São Mateus disse: “Não julgueis aos demais se não quereis ser julgados”. É suma
necedade que os homens julguem os defeitos interiores dos outros e não tenham
cuidado de si mesmos. São Gregório disse:”Quanto mais curioso é o ânimo para
indagar das coisas alheias, tanto mais néscio é para conhecer as próprias”. [3]

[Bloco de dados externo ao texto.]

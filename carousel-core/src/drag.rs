//! # Drag Tracking
//!
//! Turns a pointer stream into swipe decisions.
//!
//! ```text
//!            down                 |dx| > 14px
//!   Idle ──────────▶ Tracking ──────────────▶ Dragging
//!    ▲                  │                        │
//!    └──── up / cancel / leave (matching id) ────┘
//! ```
//!
//! The pointer is only captured once the activation threshold is crossed, so
//! a press that never moves far enough still reaches the slide as a click.

use crate::event::PointerId;

/// Horizontal travel before a press becomes a drag, in pixels.
pub const DRAG_ACTIVATION_PX: f32 = 14.0;

/// Fraction of the track width a release must exceed to change slides.
pub const SWIPE_THRESHOLD_RATIO: f32 = 0.15;

/// One in-progress pointer interaction.
#[derive(Debug, Clone, Copy, PartialEq)]
pub struct DragSession {
    /// Pointer that owns the session.
    pub pointer_id: PointerId,
    /// Horizontal position at pointer-down.
    pub start_x: f32,
    /// Displacement since pointer-down.
    pub delta_x: f32,
}

impl DragSession {
    const fn new(pointer_id: PointerId, start_x: f32) -> Self {
        Self {
            pointer_id,
            start_x,
            delta_x: 0.0,
        }
    }
}

#[derive(Debug, Clone, Copy, PartialEq, Default)]
enum DragState {
    #[default]
    Idle,
    Tracking(DragSession),
    Dragging(DragSession),
}

/// Direction a released swipe asks for.
#[derive(Debug, Clone, Copy, PartialEq, Eq)]
pub enum SwipeDirection {
    /// Finger moved right: reveal the previous slide.
    Previous,
    /// Finger moved left: reveal the next slide.
    Next,
}

/// Result of closing a session.
#[derive(Debug, Clone, Copy, PartialEq, Eq)]
pub struct DragRelease {
    /// Navigation the swipe asks for, if it passed the threshold.
    pub swipe: Option<SwipeDirection>,
    /// Whether the session had crossed the activation threshold.
    pub was_dragging: bool,
}

/// What `begin` did with a pointer-down.
#[derive(Debug, Clone, Copy, PartialEq, Eq)]
pub enum BeginOutcome {
    /// A new session started.
    Started,
    /// Another pointer already owns the open session.
    Ignored,
}

/// Drag session state machine.
#[derive(Debug, Clone, Default)]
pub struct DragTracker {
    state: DragState,
}

impl DragTracker {
    /// Create an idle tracker.
    #[must_use]
    pub fn new() -> Self {
        Self::default()
    }

    /// Open a session for `pointer_id`.
    ///
    /// A second pointer going down while a session is open is ignored. The
    /// same pointer going down again (its release was lost) restarts.
    pub fn begin(&mut self, pointer_id: PointerId, x: f32) -> BeginOutcome {
        if let Some(open) = self.session() {
            if open.pointer_id != pointer_id {
                tracing::trace!(
                    open = open.pointer_id,
                    ignored = pointer_id,
                    "Secondary pointer ignored"
                );
                return BeginOutcome::Ignored;
            }
        }
        self.state = DragState::Tracking(DragSession::new(pointer_id, x));
        BeginOutcome::Started
    }

    /// Record movement. Returns `true` exactly once per session: on the move
    /// that crosses the activation threshold, when the host should capture
    /// the pointer.
    pub fn track(&mut self, pointer_id: PointerId, x: f32) -> bool {
        match &mut self.state {
            DragState::Tracking(session) if session.pointer_id == pointer_id => {
                session.delta_x = x - session.start_x;
                if session.delta_x.abs() > DRAG_ACTIVATION_PX {
                    let session = *session;
                    self.state = DragState::Dragging(session);
                    tracing::trace!(pointer_id, delta_x = session.delta_x, "Drag activated");
                    return true;
                }
                false
            }
            DragState::Dragging(session) if session.pointer_id == pointer_id => {
                session.delta_x = x - session.start_x;
                false
            }
            _ => false,
        }
    }

    /// Close the session owned by `pointer_id` and decide the swipe.
    ///
    /// A track that has not been measured (`track_width <= 0`) never swipes.
    /// Returns `None` when no session is open for that pointer.
    pub fn finish(&mut self, pointer_id: PointerId, track_width: f32) -> Option<DragRelease> {
        let (session, was_dragging) = match self.state {
            DragState::Tracking(session) => (session, false),
            DragState::Dragging(session) => (session, true),
            DragState::Idle => return None,
        };
        if session.pointer_id != pointer_id {
            return None;
        }
        self.state = DragState::Idle;

        let threshold = track_width * SWIPE_THRESHOLD_RATIO;
        let swipe = if track_width.is_nan() || track_width <= 0.0 {
            tracing::trace!(pointer_id, "Release on unmeasured track");
            None
        } else if session.delta_x > threshold {
            Some(SwipeDirection::Previous)
        } else if session.delta_x < -threshold {
            Some(SwipeDirection::Next)
        } else {
            None
        };
        Some(DragRelease {
            swipe,
            was_dragging,
        })
    }

    /// Drop any open session without deciding a swipe.
    ///
    /// Returns the session that was cleared, if one was open.
    pub fn cancel(&mut self) -> Option<DragSession> {
        let open = self.session();
        self.state = DragState::Idle;
        open
    }

    /// The open session, if any.
    #[must_use]
    pub fn session(&self) -> Option<DragSession> {
        match self.state {
            DragState::Idle => None,
            DragState::Tracking(session) | DragState::Dragging(session) => Some(session),
        }
    }

    /// Whether a session is open.
    #[must_use]
    pub const fn is_active(&self) -> bool {
        !matches!(self.state, DragState::Idle)
    }

    /// Whether the open session crossed the activation threshold.
    #[must_use]
    pub const fn is_dragging(&self) -> bool {
        matches!(self.state, DragState::Dragging(_))
    }

    /// Current displacement, zero when idle.
    #[must_use]
    pub fn offset(&self) -> f32 {
        self.session().map_or(0.0, |session| session.delta_x)
    }
}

A dificuldade que sentimos em exercer um
julgamento sobre o próximo é por causa da semelhança de situação: trata-se de
seres feitos da mesma carne, mesmo espírito, com vida terrena compatível entre
si, e por causa disso não passível, em sua essência, de exercer juízo sobre os
outros. Isso ocorre porque, na concepção comum das pessoas, só pode julgar quem
tem autoridade para tanto, aquele que foi investido no cargo de juiz. E isso é
verdade no que diz respeito ao juízo público, mas não no que diz respeito ao
juízo interior, ao juízo particular de cada um. No entanto, tal juízo é
necessário para que possamos nos exercitar na regência mútua e atingirmos a
perfeição para a qual fomos criados, podendo até a chegar a ser público,
conforme o caso, mesmo que não estejamos investidos do cargo apropriado.
[1] Summa,
Questão LX, Art. II (tradução de Alexandre Correia), edição da Escola Superior
de Teologia de São Lourenço de Brindes – Universidade Caxias do Sul – Livraria
Sulina Editora),
[2]
Para se “julgar coisas ocultas” é
necessário clareza de conhecimento, que
é o mesmo que discernimento dos espíritos, necessário também para se
exercer o juízo em certos casos.
[3] Obras de San Buenaventura – vol. V – BAC,
págs. 509/510.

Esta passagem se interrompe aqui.